* What needs to be done: Whenever the string "EntryKind" appears in a line below, please copy the line out.

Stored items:
▬▬▬▬▬▬

//! Stat records and directory entries handed to the mount host.
//!
//! The host consumes plain `stat`-shaped values; the kernel bridge fills
//! its own buffers from them. Mode bits come from `libc` so the records
//! match what the bridge expects on the platforms we mount on.

/// Default file permissions (rw-r--r--).
const FILE_PERM: u32 = 0o644;

/// Default directory permissions (rwxr-xr-x).
const DIR_PERM: u32 = 0o755;

/// A `stat`-shaped record describing one catalog entry.
#[derive(Debug, Clone, Copy, PartialEq, Eq)]
pub struct FileStat {
    /// File type and permission bits (`S_IFDIR | 0o755` or `S_IFREG | 0o644`).
    pub mode: u32,
    /// Link count; always 1 for projected entries.
    pub nlink: u32,
    /// Size in bytes; 0 for folders.
    pub size: u64,
    /// Access time, seconds since the epoch.
    pub atime: i64,
    /// Modification time, seconds since the epoch.
    pub mtime: i64,
    /// Status-change time, seconds since the epoch.
    pub ctime: i64,
    /// Owning user id.
    pub uid: u32,
    /// Owning group id.
    pub gid: u32,
}

impl FileStat {
    /// Builds the record for a folder.
    pub fn directory(mtime: i64, uid: u32, gid: u32) -> Self {
        Self {
            mode: libc::S_IFDIR as u32 | DIR_PERM,
            nlink: 1,
            size: 0,
            atime: mtime,
            mtime,
            ctime: mtime,
            uid,
            gid,
        }
    }

    /// Builds the record for a regular file.
    pub fn regular(size: u64, mtime: i64, uid: u32, gid: u32) -> Self {
        Self {
            mode: libc::S_IFREG as u32 | FILE_PERM,
            nlink: 1,
            size,
            atime: mtime,
            mtime,
            ctime: mtime,
            uid,
            gid,
        }
    }

    /// Builds the synthetic record for a freshly created file that has not
    /// been uploaded yet: a 0-byte regular file owned by the caller.
    ///
    /// Editors and copy utilities `stat` a file between `create` and
    /// `release`; without this record they would observe it as missing.
    pub fn staged_placeholder(uid: u32, gid: u32) -> Self {
        Self::regular(0, 0, uid, gid)
    }

    /// Returns true if this record describes a directory.
    pub fn is_dir(&self) -> bool {
        self.mode & libc::S_IFMT as u32 == libc::S_IFDIR as u32
    }

    /// Returns true if this record describes a regular file.
    pub fn is_file(&self) -> bool {
        self.mode & libc::S_IFMT as u32 == libc::S_IFREG as u32
    }
}

/// The kind of a directory entry.
#[derive(Debug, Clone, Copy, PartialEq, Eq)]
pub enum EntryKind {
    /// A folder.
    Directory,
    /// A regular file.
    File,
}

/// One entry produced by `readdir`.
#[derive(Debug, Clone, PartialEq, Eq)]
pub struct DirEntry {
    /// Entry name (a single path component).
    pub name: String,
    /// Entry kind.
    pub kind: EntryKind,
}

impl DirEntry {
    /// Creates a directory entry.
    pub fn new(name: impl Into<String>, kind: EntryKind) -> Self {
        Self {
            name: name.into(),
            kind,
        }
    }
}
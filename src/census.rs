//! Open-handle census: which paths are open, and in which mode.
//!
//! Two hash-multisets of virtual paths back the POSIX-like exclusion
//! rules layered over the remote's whole-object semantics:
//!
//! 1. a path may be open read-only any number of times concurrently;
//! 2. a path may be open writable only while no other handle of any mode
//!    exists on it;
//! 3. while any handle on a path is open, catalog updates skip that path.
//!
//! A release that finds no census entry, or that leaves a duplicate
//! writable entry behind, is a logic bug rather than a user-visible
//! error: it terminates the process.

use std::collections::HashMap;
use tracing::error;

/// A multiset of path strings with per-path counts.
#[derive(Debug, Default)]
pub struct PathMultiset {
    counts: HashMap<String, u32>,
}

impl PathMultiset {
    /// Creates an empty multiset.
    pub fn new() -> Self {
        Self::default()
    }

    /// Adds one occurrence of `path`.
    pub fn add(&mut self, path: &str) {
        *self.counts.entry(path.to_string()).or_insert(0) += 1;
    }

    /// Removes one occurrence of `path`. Returns false if absent.
    pub fn remove(&mut self, path: &str) -> bool {
        match self.counts.get_mut(path) {
            Some(count) => {
                *count -= 1;
                if *count == 0 {
                    self.counts.remove(path);
                }
                true
            }
            None => false,
        }
    }

    /// Returns true if `path` has at least one occurrence.
    pub fn contains(&self, path: &str) -> bool {
        self.counts.contains_key(path)
    }

    /// Returns the occurrence count for `path`.
    pub fn count(&self, path: &str) -> u32 {
        self.counts.get(path).copied().unwrap_or(0)
    }

    /// Returns the number of distinct paths.
    pub fn len(&self) -> usize {
        self.counts.len()
    }

    /// Returns true if no path is present.
    pub fn is_empty(&self) -> bool {
        self.counts.is_empty()
    }

    /// Iterates over the distinct paths.
    pub fn paths(&self) -> impl Iterator<Item = &str> {
        self.counts.keys().map(String::as_str)
    }
}

/// The two per-mode multisets of open paths.
#[derive(Debug, Default)]
pub struct OpenCensus {
    readonly: PathMultiset,
    writable: PathMultiset,
}

impl OpenCensus {
    /// Creates an empty census.
    pub fn new() -> Self {
        Self::default()
    }

    /// Records a read-only open. Returns false (denied) while a writable
    /// handle exists on the path.
    pub fn try_open_readonly(&mut self, path: &str) -> bool {
        if self.writable.contains(path) {
            return false;
        }
        self.readonly.add(path);
        true
    }

    /// Records a writable open. Returns false (denied) while any handle
    /// exists on the path.
    pub fn try_open_writable(&mut self, path: &str) -> bool {
        if self.readonly.contains(path) || self.writable.contains(path) {
            return false;
        }
        self.writable.add(path);
        true
    }

    /// Removes a read-only census entry.
    ///
    /// # Panics
    ///
    /// Panics if no entry exists: the handle bookkeeping is broken and
    /// continuing would corrupt the projection.
    pub fn release_readonly(&mut self, path: &str) {
        if !self.readonly.remove(path) {
            error!(path = %path, "read-only census entry missing on release");
            panic!("read-only census entry missing on release: {path}");
        }
    }

    /// Removes the writable census entry.
    ///
    /// # Panics
    ///
    /// Panics if no entry exists, or if another writable entry remains
    /// after removal (the exclusion rule allows at most one).
    pub fn release_writable(&mut self, path: &str) {
        if !self.writable.remove(path) {
            error!(path = %path, "writable census entry missing on release");
            panic!("writable census entry missing on release: {path}");
        }
        if self.writable.contains(path) {
            error!(path = %path, "duplicate writable census entry");
            panic!("duplicate writable census entry: {path}");
        }
    }

    /// Returns true if any handle is open on `path`.
    pub fn is_open(&self, path: &str) -> bool {
        self.readonly.contains(path) || self.writable.contains(path)
    }

    /// Returns true if a writable handle is open on `path`.
    pub fn is_writable(&self, path: &str) -> bool {
        self.writable.contains(path)
    }

    /// Returns the first open path equal to `prefix` or beneath it, if
    /// any. Used to keep catalog updates away from subtrees that contain
    /// open files.
    pub fn any_open_under(&self, prefix: &str) -> Option<String> {
        let matches = |p: &str| {
            p == prefix || (p.starts_with(prefix) && p[prefix.len()..].starts_with('/'))
        };
        self.readonly
            .paths()
            .chain(self.writable.paths())
            .find(|&p| matches(p))
            .map(str::to_string)
    }

    /// Returns the number of distinct open paths per mode, read-only
    /// first.
    pub fn len(&self) -> (usize, usize) {
        (self.readonly.len(), self.writable.len())
    }

    /// Returns true if nothing is open.
    pub fn is_empty(&self) -> bool {
        self.readonly.is_empty() && self.writable.is_empty()
    }
}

▬▬▬▬▬▬

* Output of the task:
pub enum EntryKind {
    pub kind: EntryKind,
    pub fn new(name: impl Into<String>, kind: EntryKind) -> Self {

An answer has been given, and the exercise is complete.